Analogue TV is 8MHz per channel, digital TV is digital streams encoded into analogue for transport. Once the QAM has been decoded it will produce 1s and 0s.

http://en.wikipedia.org/wiki/Quadrature_amplitude_modulation

This is a nice image.

https://www.cableforum.co.uk/images/local/2009/10/34.jpg

Each grouping in the lower right indicates 8 bits of data, there are 256 possible points in the constellation, 2 ^ 8 = 256. The signal that arrives at the decoder is actually 2 signals 90 degrees apart in phase, the decode splits them and decodes them, one into the horizontal axis on the constellation, one into the vertical axis, 16 possible values for each signal, that produces the 8 bits per Hz.

Out of respect for Digital Space and his thread at http://www.cableforum.co.uk/board/12/33656533-virgin-media-how-does-all-work-page-2.html#post34888326, I'm taking the deeper technical debate into a separate thread.

Broadbandings' Wikipaedia reference does not support his assertion that QAM is analogue. The first sentence in the article says:

Quadrature amplitude modulation (QAM) (pronounced /ˈkwɑːm/ or /ˈkæm/ or simply "Q-A-M") is both an analog and a digital modulation scheme.

The article goes on to describe the differences between the two types of modulation.

Now, it is a brave person who tells Broadbandings that he is totally wrong when he goes into technical depth.

So I'm not going to do that.

But I think that a lot of us are curious as to why, for a digital service, VM would use Analogue from the Head End to the modem (albeit a common view of the modem is to convert analogue to digital). Analogue is inefficient in terms of bandwidth - at least that's what we're taught.

The Wiki article refers to Quantized QAM and, from its description, I'm wondering whether or not this is the modulation used by VM.

So, why is what you say as you say?
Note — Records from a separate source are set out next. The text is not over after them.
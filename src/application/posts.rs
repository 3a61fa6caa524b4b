//! Post and comment writes: create, edit, delete, comment.
//!
//! Ownership denial is an outcome, not an error: the HTTP layer turns
//! `NotAuthor` into a redirect to the post detail page with nothing
//! surfaced to the user.

use std::sync::Arc;

use thiserror::Error;
use uuid::Uuid;

use crate::application::repos::{
    CommentsRepo, CreateCommentParams, CreatePostParams, GroupsRepo, PostsRepo, RepoError,
    UpdatePostParams,
};
use crate::domain::entities::{CommentRecord, PostRecord};
use crate::domain::posts::{CommentInput, FieldError, PostInput};

#[derive(Debug, Error)]
pub enum PostWriteError {
    #[error("unknown group")]
    UnknownGroup,
    #[error(transparent)]
    Repo(#[from] RepoError),
}

#[derive(Debug)]
pub enum CreatePostOutcome {
    /// Persisted; redirect to the author's profile.
    Created(PostRecord),
    /// Validation failed; re-render the form with inline errors.
    Invalid(Vec<FieldError>),
}

#[derive(Debug)]
pub enum EditPostOutcome {
    /// Persisted; redirect to the post detail page.
    Updated(PostRecord),
    /// Acting user is not the author; redirect to detail, say nothing.
    NotAuthor,
    /// Validation failed; re-render the form with inline errors.
    Invalid(Vec<FieldError>),
    NotFound,
}

#[derive(Debug)]
pub enum DeletePostOutcome {
    /// Deleted; redirect to the acting user's profile.
    Deleted,
    /// Acting user is not the author; redirect to detail, say nothing.
    NotAuthor,
    NotFound,
}

#[derive(Debug)]
pub enum AddCommentOutcome {
    /// Persisted; redirect to the post detail page.
    Added(CommentRecord),
    /// Validation failed; re-render post detail with the inline error.
    Invalid(Vec<FieldError>),
    PostNotFound,
}

#[derive(Clone)]
pub struct PostService {
    posts: Arc<dyn PostsRepo>,
    comments: Arc<dyn CommentsRepo>,
    groups: Arc<dyn GroupsRepo>,
}

impl PostService {
    pub fn new(
        posts: Arc<dyn PostsRepo>,
        comments: Arc<dyn CommentsRepo>,
        groups: Arc<dyn GroupsRepo>,
    ) -> Self {
        Self {
            posts,
            comments,
            groups,
        }
    }

    /// Fetch a post as stored, for prefilled edit forms.
    pub async fn load_post(&self, id: Uuid) -> Result<Option<PostRecord>, RepoError> {
        self.posts.get_post_by_id(id).await
    }

    /// Create a post authored by `author_id`. A submitted group id must
    /// name an existing group; nothing is persisted on validation failure.
    pub async fn create_post(
        &self,
        author_id: Uuid,
        input: PostInput,
    ) -> Result<CreatePostOutcome, PostWriteError> {
        let valid = match input.validate() {
            Ok(valid) => valid,
            Err(errors) => return Ok(CreatePostOutcome::Invalid(errors)),
        };

        if let Some(group_id) = valid.group_id {
            self.require_group(group_id).await?;
        }

        let record = self
            .posts
            .create_post(CreatePostParams {
                author_id,
                text: valid.text,
                group_id: valid.group_id,
                image_path: valid.image_path,
            })
            .await?;

        Ok(CreatePostOutcome::Created(record))
    }

    /// Edit a post. The author check happens before validation so a
    /// non-author never sees form errors, matching the silent redirect.
    pub async fn edit_post(
        &self,
        acting_user: Uuid,
        post_id: Uuid,
        input: PostInput,
    ) -> Result<EditPostOutcome, PostWriteError> {
        let Some(existing) = self.posts.get_post_by_id(post_id).await? else {
            return Ok(EditPostOutcome::NotFound);
        };

        if existing.author_id != acting_user {
            return Ok(EditPostOutcome::NotAuthor);
        }

        let valid = match input.validate() {
            Ok(valid) => valid,
            Err(errors) => return Ok(EditPostOutcome::Invalid(errors)),
        };

        if let Some(group_id) = valid.group_id {
            self.require_group(group_id).await?;
        }

        let record = self
            .posts
            .update_post(UpdatePostParams {
                id: post_id,
                text: valid.text,
                group_id: valid.group_id,
                image_path: valid.image_path,
            })
            .await?;

        Ok(EditPostOutcome::Updated(record))
    }

    pub async fn delete_post(
        &self,
        acting_user: Uuid,
        post_id: Uuid,
    ) -> Result<DeletePostOutcome, PostWriteError> {
        let Some(existing) = self.posts.get_post_by_id(post_id).await? else {
            return Ok(DeletePostOutcome::NotFound);
        };

        if existing.author_id != acting_user {
            return Ok(DeletePostOutcome::NotAuthor);
        }

        self.posts.delete_post(post_id).await?;
        Ok(DeletePostOutcome::Deleted)
    }

    pub async fn add_comment(
        &self,
        acting_user: Uuid,
        post_id: Uuid,
        input: CommentInput,
    ) -> Result<AddCommentOutcome, PostWriteError> {
        if self.posts.get_post_by_id(post_id).await?.is_none() {
            return Ok(AddCommentOutcome::PostNotFound);
        }

        let valid = match input.validate() {
            Ok(valid) => valid,
            Err(errors) => return Ok(AddCommentOutcome::Invalid(errors)),
        };

        let record = self
            .comments
            .create_comment(CreateCommentParams {
                post_id,
                author_id: acting_user,
                text: valid.text,
            })
            .await?;

        Ok(AddCommentOutcome::Added(record))
    }

    async fn require_group(&self, group_id: Uuid) -> Result<(), PostWriteError> {
        self.groups
            .get_group_by_id(group_id)
            .await?
            .map(|_| ())
            .ok_or(PostWriteError::UnknownGroup)
    }
}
I'm puzzled.

BenMcr
11-10-2009, 23:34
Possibly because the DOCSIS standard for cable broadband was designed before the rollout of Digital TV services

Therefore it was designed to use analogue standards?

Just my guess

Graham M
12-10-2009, 01:46
My guess (and it is a complete guess) is that you can fit more digital signals encoded into an analogue waveform than you could fit into the available bandwidth if you just sent digital signals down the line, it multiplexes them together and is a more efficient way of encoding it? As I said just a guess :)

Ignitionnet
12-10-2009, 06:39
I'll post some more in response to this in a bit, but QAM on cable networks is digital I should have said, digital / baseband QAM being a bit of an anomaly and quite specific.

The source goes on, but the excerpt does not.